The Fall Of St John

by digby


Kos has posted an interesting item by Bob Novak, which, if true, would be good news:

1. The debate inside the Republican Party is whether the mid-term election defeat was solely the result of unhappiness over Iraq or constituted deeper concern with the drift of the GOP, under both presidential and Congressional leadership. Defeated Republicans who put all of the blame on Iraq are infuriated by White House denials of this argument. In any event, we find widespread agreement among Republicans that U.S. troops must be leaving Iraq at the end of 2007 to avoid catastrophe in 2008.

2. The decline in the polls of Sen. John McCain (R-Ariz.), as measured against Sen. Hillary Clinton (D-N.Y.), reflects more than declining Republican popularity nationally in the weeks after the election. It connotes public disenchantment with McCain's aggressive advocacy of a "surge" of up to 30,000 additional U.S. troops to Iraq. Unless the additional troops show immediate benefits, President George W. Bush's determination to put more boots on the ground is feared by Republicans as another political burden to bear.


I'm not sure what could stop Bush at this point if he is convinced by his top military advisors (Karl Rove, Newt Gingrich and Laura Ingraham) that an escalation is just what the doctor ordered. But it's good to know that even Republicans are beginning to see that the McCain-Lieberman escalation plan is just the latest tinker-bell tactic.

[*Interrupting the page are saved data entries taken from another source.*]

use std::ops::Mul;

use crate::quantity::{energy::KilowattHours, time::Hours};

quantity!(Kilowatts, "kW", 3);

impl Mul<Hours> for Kilowatts {
    type Output = KilowattHours;

    fn mul(self, hours: Hours) -> Self::Output {
        KilowattHours(self.0 * hours.0)
    }
}

#[cfg(test)]
mod tests {
    use super::*;

    #[test]
    fn energy_from_power() {
        assert_eq!(Kilowatts(1.5) * Hours(2.0), KilowattHours(3.0));
        assert_eq!(Kilowatts(-1.0) * Hours(6.0), KilowattHours(-6.0));
    }

    #[test]
    fn ordering() {
        assert_eq!(Kilowatts(10.0).min(Kilowatts(1.0)), Kilowatts(1.0));
        assert_eq!(Kilowatts(-10.0).max(-Kilowatts(5.0)), Kilowatts(-5.0));
    }

    #[test]
    fn display() {
        assert_eq!(Kilowatts(1.25).to_string(), "1.250 kW");
    }
}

Putting more troops over there is a ridiculous idea set forth by the same neoconservative fantasists who got us into this in the first place. And whether Bush does it or not, it's an idea that St John McCain owns as his very own --- he's been urging escalation from the beginning and continues to agitate for it even when it's obvious that it won't work. He has stuck his neck way far out on this.

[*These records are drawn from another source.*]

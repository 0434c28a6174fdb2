use bon::bon;
use derive_more::{Display, From, Into};
use serde::{Deserialize, Serialize};
use uuid::Uuid;

use crate::{
    core::{
        error::InvalidInput,
        request::{ChargeRequest, Direction},
        warning::WarningKind,
    },
    quantity::{energy::KilowattHours, percent::Percent, power::Kilowatts, time::Hours},
};

/// Opaque battery identifier, stable for the battery's lifetime.
#[derive(
    Clone,
    Debug,
    Display,
    Eq,
    PartialEq,
    Ord,
    PartialOrd,
    Hash,
    From,
    Into,
    Serialize,
    Deserialize,
)]
#[serde(transparent)]
pub struct BatteryId(String);

impl BatteryId {
    pub fn random() -> Self {
        Self(Uuid::new_v4().to_string())
    }

    pub fn as_str(&self) -> &str {
        &self.0
    }
}

impl From<&str> for BatteryId {
    fn from(id: &str) -> Self {
        Self(id.to_owned())
    }
}

/// Snapshot of a battery.
///
/// Transitions never mutate a snapshot: they return a fresh one which replaces
/// the stored record as a whole.
#[must_use]
#[derive(Clone, Debug, PartialEq, Serialize)]
pub struct BatteryState {
    pub id: BatteryId,
    pub capacity: KilowattHours,

    /// Power ceiling in either direction.
    pub max_power: Kilowatts,

    pub state_of_charge: Percent,

    /// Accumulated full-cycle equivalents.
    pub cycles: f64,
}

#[bon]
impl BatteryState {
    /// State-of-charge of a newly registered battery.
    pub const INITIAL_STATE_OF_CHARGE: Percent = Percent::saturating_const(50);

    /// Validate the persisted values, clamping the state-of-charge into `0..=100`.
    #[builder]
    pub fn new(
        #[builder(into)] id: BatteryId,
        capacity: KilowattHours,
        max_power: Kilowatts,
        #[builder(default = i64::from(BatteryState::INITIAL_STATE_OF_CHARGE.get()))]
        state_of_charge: i64,
        #[builder(default)] cycles: f64,
    ) -> Result<Self, InvalidInput> {
        let this = Self {
            id,
            capacity,
            max_power,
            state_of_charge: Percent::saturating_from(state_of_charge),
            cycles,
        };
        this.validate()?;
        Ok(this)
    }

    pub fn validate(&self) -> Result<(), InvalidInput> {
        if self.id.as_str().is_empty() {
            return Err(InvalidInput::EmptyId);
        }
        if !self.capacity.is_finite() || self.capacity <= KilowattHours::ZERO {
            return Err(InvalidInput::NonPositiveCapacity { capacity: self.capacity });
        }
        if !self.max_power.is_finite() || self.max_power <= Kilowatts::ZERO {
            return Err(InvalidInput::NonPositiveMaxPower { max_power: self.max_power });
        }
        if !self.cycles.is_finite() || self.cycles < 0.0 {
            return Err(InvalidInput::NegativeCycles { cycles: self.cycles.into() });
        }
        Ok(())
    }

    /// Requested power limited by the battery's power ceiling, sign preserved.
    pub fn applied_power(&self, requested: Kilowatts) -> Kilowatts {
        requested.min(self.max_power).max(-self.max_power)
    }

    /// Charge with the positive power for the duration.
    ///
    /// Cycle count stays unchanged.
    pub fn charge(&self, power: Kilowatts, duration: Hours) -> Result<Self, InvalidInput> {
        let request = ChargeRequest::try_new(power, duration)?;
        if request.direction() != Direction::Charge {
            return Err(InvalidInput::NotCharging { power });
        }
        self.validate()?;

        let energy_added = self.applied_power(power) * request.duration();
        Ok(Self { state_of_charge: self.state_of_charge_after(energy_added), ..self.clone() })
    }

    /// Discharge with the negative power for the duration.
    ///
    /// Every percent actually drained adds one hundredth of a cycle.
    pub fn discharge(&self, power: Kilowatts, duration: Hours) -> Result<Self, InvalidInput> {
        let request = ChargeRequest::try_new(power, duration)?;
        if request.direction() != Direction::Discharge {
            return Err(InvalidInput::NotDischarging { power });
        }
        self.validate()?;

        let energy_consumed = self.applied_power(power) * request.duration();
        let state_of_charge = self.state_of_charge_after(energy_consumed);
        let drained = i32::from(self.state_of_charge.get()) - i32::from(state_of_charge.get());
        Ok(Self {
            state_of_charge,
            cycles: self.cycles + f64::from(drained) / 100.0,
            ..self.clone()
        })
    }

    /// Charge or discharge depending on the requested power sign.
    pub fn apply(&self, request: ChargeRequest) -> Result<Self, InvalidInput> {
        match request.direction() {
            Direction::Charge => self.charge(request.power(), request.duration()),
            Direction::Discharge => self.discharge(request.power(), request.duration()),
        }
    }

    pub fn warning_kind(&self) -> Option<WarningKind> {
        WarningKind::classify(self.state_of_charge)
    }

    /// The fractional part of the new state-of-charge is dropped, not rounded.
    fn state_of_charge_after(&self, energy: KilowattHours) -> Percent {
        let delta_percent = energy / self.capacity * 100.0;
        Percent::truncating_from(f64::from(self.state_of_charge.get()) + delta_percent)
    }
}

#[cfg(test)]
mod tests {
    use approx::assert_abs_diff_eq;

    use super::*;

    fn battery(capacity: f64, max_power: f64, state_of_charge: i64) -> BatteryState {
        BatteryState::builder()
            .id("test")
            .capacity(KilowattHours(capacity))
            .max_power(Kilowatts(max_power))
            .state_of_charge(state_of_charge)
            .build()
            .unwrap()
    }

    #[test]
    fn charge_one_hour() {
        let battery = battery(10.0, 1.0, 50);
        let charged = battery.charge(Kilowatts(1.0), Hours(1.0)).unwrap();
        assert_eq!(charged.state_of_charge, Percent::saturating_from(60));
        assert_abs_diff_eq!(charged.cycles, 0.0);
        assert_eq!(charged.id, battery.id);
        assert_eq!(charged.capacity, battery.capacity);
    }

    #[test]
    fn discharge_clamps_at_empty() {
        let battery = battery(10.0, 5.0, 50);
        let discharged = battery.discharge(Kilowatts(-1.0), Hours(6.0)).unwrap();
        assert_eq!(discharged.state_of_charge, Percent::MIN);
        assert_abs_diff_eq!(discharged.cycles, 0.5);
    }

    #[test]
    fn charge_clamps_at_full() {
        let battery = battery(10.0, 1.0, 50);
        let charged = battery.charge(Kilowatts(1.0), Hours(300.0)).unwrap();
        assert_eq!(charged.state_of_charge, Percent::MAX);
        assert_eq!(charged.warning_kind(), Some(WarningKind::High));
    }

    #[test]
    fn charge_power_is_limited() {
        let battery = battery(10.0, 1.0, 50);
        assert_eq!(
            battery.charge(Kilowatts(10.0), Hours(1.0)).unwrap(),
            battery.charge(Kilowatts(1.0), Hours(1.0)).unwrap(),
        );
    }

    #[test]
    fn discharge_power_is_limited() {
        let battery = battery(10.0, 1.0, 50);
        let discharged = battery.discharge(Kilowatts(-10.0), Hours(1.0)).unwrap();
        assert_eq!(discharged.state_of_charge, Percent::saturating_from(40));
        assert_abs_diff_eq!(discharged.cycles, 0.1);
    }

    #[test]
    fn applied_power_never_exceeds_ceiling() {
        let battery = battery(10.0, 2.5, 50);
        for requested in [-100.0, -2.5, -1.0, 1.0, 2.5, 100.0] {
            let applied = battery.applied_power(Kilowatts(requested));
            assert!(applied.0.abs() <= 2.5, "{requested} → {applied}");
        }
    }

    #[test]
    fn truncates_instead_of_rounding() {
        // 0.95 kWh on 10 kWh is 9.5 percent:
        let battery = battery(10.0, 5.0, 50);
        let charged = battery.charge(Kilowatts(0.95), Hours(1.0)).unwrap();
        assert_eq!(charged.state_of_charge, Percent::saturating_from(59));
        let discharged = battery.discharge(Kilowatts(-0.95), Hours(1.0)).unwrap();
        assert_eq!(discharged.state_of_charge, Percent::saturating_from(40));
        assert_abs_diff_eq!(discharged.cycles, 0.1);
    }

    #[test]
    fn charge_is_monotonic() {
        for state_of_charge in [0, 1, 37, 89, 99, 100] {
            for duration in [0.01, 0.5, 1.0, 24.0] {
                let battery = battery(13.5, 5.0, state_of_charge);
                let charged = battery.charge(Kilowatts(3.0), Hours(duration)).unwrap();
                assert!(charged.state_of_charge >= battery.state_of_charge);
                assert_abs_diff_eq!(charged.cycles, battery.cycles);
            }
        }
    }

    #[test]
    fn discharge_cycle_increment_matches_drain() {
        for state_of_charge in [0, 1, 37, 89, 100] {
            for duration in [0.01, 0.5, 1.0, 24.0] {
                let battery = BatteryState { cycles: 3.25, ..battery(13.5, 5.0, state_of_charge) };
                let discharged = battery.discharge(Kilowatts(-3.0), Hours(duration)).unwrap();
                let drained = f64::from(battery.state_of_charge.get())
                    - f64::from(discharged.state_of_charge.get());
                assert!(drained >= 0.0);
                assert_abs_diff_eq!(
                    discharged.cycles - battery.cycles,
                    drained / 100.0,
                    epsilon = 1e-9,
                );
            }
        }
    }

    #[test]
    fn discharge_at_empty_adds_no_cycles() {
        let battery = battery(10.0, 5.0, 0);
        let discharged = battery.discharge(Kilowatts(-5.0), Hours(1.0)).unwrap();
        assert_eq!(discharged.state_of_charge, Percent::MIN);
        assert_abs_diff_eq!(discharged.cycles, 0.0);
    }

    #[test]
    fn apply_dispatches_on_sign() {
        let battery = battery(10.0, 1.0, 50);
        let request = ChargeRequest::try_new(Kilowatts(-1.0), Hours(1.0)).unwrap();
        assert_eq!(battery.apply(request).unwrap().state_of_charge, Percent::saturating_from(40));
        let request = ChargeRequest::try_new(Kilowatts(1.0), Hours(1.0)).unwrap();
        assert_eq!(battery.apply(request).unwrap().state_of_charge, Percent::saturating_from(60));
    }

    #[test]
    fn rejects_wrong_sign() {
        let battery = battery(10.0, 1.0, 50);
        assert_eq!(
            battery.charge(Kilowatts(-1.0), Hours(1.0)),
            Err(InvalidInput::NotCharging { power: Kilowatts(-1.0) }),
        );
        assert_eq!(
            battery.discharge(Kilowatts(1.0), Hours(1.0)),
            Err(InvalidInput::NotDischarging { power: Kilowatts(1.0) }),
        );
        assert!(battery.charge(Kilowatts::ZERO, Hours(1.0)).is_err());
        assert!(battery.charge(Kilowatts(1.0), Hours::ZERO).is_err());
    }

    #[test]
    fn rejects_invalid_battery() {
        let result = BatteryState::builder()
            .id("test")
            .capacity(KilowattHours::ZERO)
            .max_power(Kilowatts(1.0))
            .build();
        assert_eq!(result, Err(InvalidInput::NonPositiveCapacity { capacity: KilowattHours::ZERO }));

        let result = BatteryState::builder()
            .id("test")
            .capacity(KilowattHours(1.0))
            .max_power(Kilowatts(-1.0))
            .build();
        assert!(result.is_err());

        let battery = BatteryState { max_power: Kilowatts::ZERO, ..battery(10.0, 1.0, 50) };
        assert!(battery.charge(Kilowatts(1.0), Hours(1.0)).is_err());
    }

    #[test]
    fn clamps_loaded_state_of_charge() {
        assert_eq!(battery(10.0, 1.0, 150).state_of_charge, Percent::MAX);
        assert_eq!(battery(10.0, 1.0, -5).state_of_charge, Percent::MIN);
    }

    #[test]
    fn serializes_clamped_state() {
        let json = serde_json::to_value(battery(10.0, 1.0, 150)).unwrap();
        assert_eq!(json["state_of_charge"], 100);
        assert_eq!(json["capacity"], 10.0);
    }

    #[test]
    fn defaults() {
        let battery = BatteryState::builder()
            .id(BatteryId::random())
            .capacity(KilowattHours(10.0))
            .max_power(Kilowatts(1.0))
            .build()
            .unwrap();
        assert_eq!(battery.state_of_charge, BatteryState::INITIAL_STATE_OF_CHARGE);
        assert_abs_diff_eq!(battery.cycles, 0.0);
    }
}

I just don't see how he backs off now. If those Republicans Novak quotes are right and McCain is suffering in the polls because of his escalation plan then great. It just means that we won't actually send in more troops and McCain will continue to be seen as the slightly insane warmongering weirdo he really is.

Win win.


*Also, the item about Republicans being furious with the White House about being told they are to blame for the election loss because they were not conservative enough is a very entertaining sideshow. Karl Rove treated the congress like a bunch of house boys for the last six years and they followed every twisted order with a smile. It's some serious chutzpah for him to be whispering about how they didn't "perform." Haha.